TASK OBJECTIVE: Down to the final line, return the records unchanged.

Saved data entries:
^^^^^^^^

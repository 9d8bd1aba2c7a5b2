/*!
 * 场地常量与坐标约定
 *
 * 场地坐标系（shulib 约定）：
 * - 原点在场地中心 (0, 0)
 * - X: -72 到 +72 英寸，正方向为右
 * - Y: -72 到 +72 英寸，正方向为前
 * - 朝向: 0° 指向 +Y，顺时针为正
 */

/// 场地边长（12 英尺）
pub const FIELD_SIZE_INCHES: f64 = 144.0;

/// 场地中心到边缘的距离
pub const FIELD_HALF_SIZE: f64 = 72.0;

/// 单块地垫边长（2 英尺）
pub const TILE_SIZE_INCHES: f64 = 24.0;

/// 每边地垫数量
pub const TILES_PER_SIDE: u32 = 6;

/// 检查坐标是否在场地范围内
pub fn is_on_field(x: f64, y: f64) -> bool {
    x.abs() <= FIELD_HALF_SIZE && y.abs() <= FIELD_HALF_SIZE
}
// 核心数据模型模块

pub mod commands;
pub mod route;

pub use commands::{CommandDefinition, CommandParameter, CommandSequence, ParameterKind};
pub use route::{Alliance, HeadingMode, MotionType, Project, RoutePath, Side, Waypoint};
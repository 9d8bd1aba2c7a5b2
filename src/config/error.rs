use std::path::PathBuf;

use thiserror::Error;

pub type ConfigResult<T> = Result<T, ConfigError>;

/// 配置系统错误
///
/// 所有加载失败都在加载时立即返回，不保留部分加载的状态。
#[derive(Debug, Error)]
pub enum ConfigError {
    #[error("Command category not found: {name} (expected file: {path})")]
    CategoryNotFound { name: String, path: PathBuf },
    #[error("Season not found: {name} (expected config: {path})")]
    SeasonNotFound { name: String, path: PathBuf },
    #[error("Project file not found: {path}")]
    ProjectNotFound { path: PathBuf },
    #[error("Failed to parse {path}: {source}")]
    Parse {
        path: PathBuf,
        #[source]
        source: serde_json::Error,
    },
    #[error("I/O error while {context}: {source}")]
    Io {
        context: String,
        #[source]
        source: std::io::Error,
    },
    #[error("Duplicate command id '{id}' in category '{category}'")]
    DuplicateCommandId { id: String, category: String },
    #[error("Command id '{id}' is defined by both '{first}' and '{second}' and the season does not resolve the conflict")]
    ConflictingCommandId {
        id: String,
        first: String,
        second: String,
    },
    #[error("Invalid command category '{name}': {}", errors.join("; "))]
    InvalidCategory { name: String, errors: Vec<String> },
    #[error("Invalid season config '{name}': {}", errors.join("; "))]
    InvalidSeason { name: String, errors: Vec<String> },
    #[error("Sequence '{sequence}' references unknown command id '{command}'")]
    UnknownSequenceCommand { sequence: String, command: String },
    #[error("Unknown command id: {id}")]
    UnknownCommand { id: String },
    #[error("Unsupported project file version {found} (current: {current})")]
    IncompatibleVersion { found: String, current: String },
    #[error("Config internal error: {0}")]
    Internal(String),
}

impl ConfigError {
    pub fn io(context: impl Into<String>, source: std::io::Error) -> Self {
        ConfigError::Io {
            context: context.into(),
            source,
        }
    }

    pub fn parse(path: impl Into<PathBuf>, source: serde_json::Error) -> Self {
        ConfigError::Parse {
            path: path.into(),
            source,
        }
    }

    pub fn category_not_found(name: impl Into<String>, path: impl Into<PathBuf>) -> Self {
        ConfigError::CategoryNotFound {
            name: name.into(),
            path: path.into(),
        }
    }

    pub fn season_not_found(name: impl Into<String>, path: impl Into<PathBuf>) -> Self {
        ConfigError::SeasonNotFound {
            name: name.into(),
            path: path.into(),
        }
    }

    pub fn internal(message: impl Into<String>) -> Self {
        ConfigError::Internal(message.into())
    }
}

^^^^^^^^

RESPONSE TO THIS TASK:
repository 9d8bd1aba2c7a5b2
/*!
 * 场地常量与坐标约定
 *
 * 场地坐标系（shulib 约定）：
 * - 原点在场地中心 (0, 0)
 * - X: -72 到 +72 英寸，正方向为右
 * - Y: -72 到 +72 英寸，正方向为前
 * - 朝向: 0° 指向 +Y，顺时针为正
 */

/// 场地边长（12 英尺）
pub const FIELD_SIZE_INCHES: f64 = 144.0;

/// 场地中心到边缘的距离
pub const FIELD_HALF_SIZE: f64 = 72.0;

/// 单块地垫边长（2 英尺）
pub const TILE_SIZE_INCHES: f64 = 24.0;

/// 每边地垫数量
pub const TILES_PER_SIDE: u32 = 6;

/// 检查坐标是否在场地范围内
pub fn is_on_field(x: f64, y: f64) -> bool {
    x.abs() <= FIELD_HALF_SIZE && y.abs() <= FIELD_HALF_SIZE
}
// 核心数据模型模块

pub mod commands;
pub mod route;

pub use commands::{CommandDefinition, CommandParameter, CommandSequence, ParameterKind};
pub use route::{Alliance, HeadingMode, MotionType, Project, RoutePath, Side, Waypoint};
repository 9d8bd1aba2c7a5b2
filename src/config/error.rs
use std::path::PathBuf;

use thiserror::Error;

pub type ConfigResult<T> = Result<T, ConfigError>;

/// 配置系统错误
///
/// 所有加载失败都在加载时立即返回，不保留部分加载的状态。
#[derive(Debug, Error)]
pub enum ConfigError {
    #[error("Command category not found: {name} (expected file: {path})")]
    CategoryNotFound { name: String, path: PathBuf },
    #[error("Season not found: {name} (expected config: {path})")]
    SeasonNotFound { name: String, path: PathBuf },
    #[error("Project file not found: {path}")]
    ProjectNotFound { path: PathBuf },
    #[error("Failed to parse {path}: {source}")]
    Parse {
        path: PathBuf,
        #[source]
        source: serde_json::Error,
    },
    #[error("I/O error while {context}: {source}")]
    Io {
        context: String,
        #[source]
        source: std::io::Error,
    },
    #[error("Duplicate command id '{id}' in category '{category}'")]
    DuplicateCommandId { id: String, category: String },
    #[error("Command id '{id}' is defined by both '{first}' and '{second}' and the season does not resolve the conflict")]
    ConflictingCommandId {
        id: String,
        first: String,
        second: String,
    },
    #[error("Invalid command category '{name}': {}", errors.join("; "))]
    InvalidCategory { name: String, errors: Vec<String> },
    #[error("Invalid season config '{name}': {}", errors.join("; "))]
    InvalidSeason { name: String, errors: Vec<String> },
    #[error("Sequence '{sequence}' references unknown command id '{command}'")]
    UnknownSequenceCommand { sequence: String, command: String },
    #[error("Unknown command id: {id}")]
    UnknownCommand { id: String },
    #[error("Unsupported project file version {found} (current: {current})")]
    IncompatibleVersion { found: String, current: String },
    #[error("Config internal error: {0}")]
    Internal(String),
}

impl ConfigError {
    pub fn io(context: impl Into<String>, source: std::io::Error) -> Self {
        ConfigError::Io {
            context: context.into(),
            source,
        }
    }

    pub fn parse(path: impl Into<PathBuf>, source: serde_json::Error) -> Self {
        ConfigError::Parse {
            path: path.into(),
            source,
        }
    }

    pub fn category_not_found(name: impl Into<String>, path: impl Into<PathBuf>) -> Self {
        ConfigError::CategoryNotFound {
            name: name.into(),
            path: path.into(),
        }
    }

    pub fn season_not_found(name: impl Into<String>, path: impl Into<PathBuf>) -> Self {
        ConfigError::SeasonNotFound {
            name: name.into(),
            path: path.into(),
        }
    }

    pub fn internal(message: impl Into<String>) -> Self {
        ConfigError::Internal(message.into())
    }
}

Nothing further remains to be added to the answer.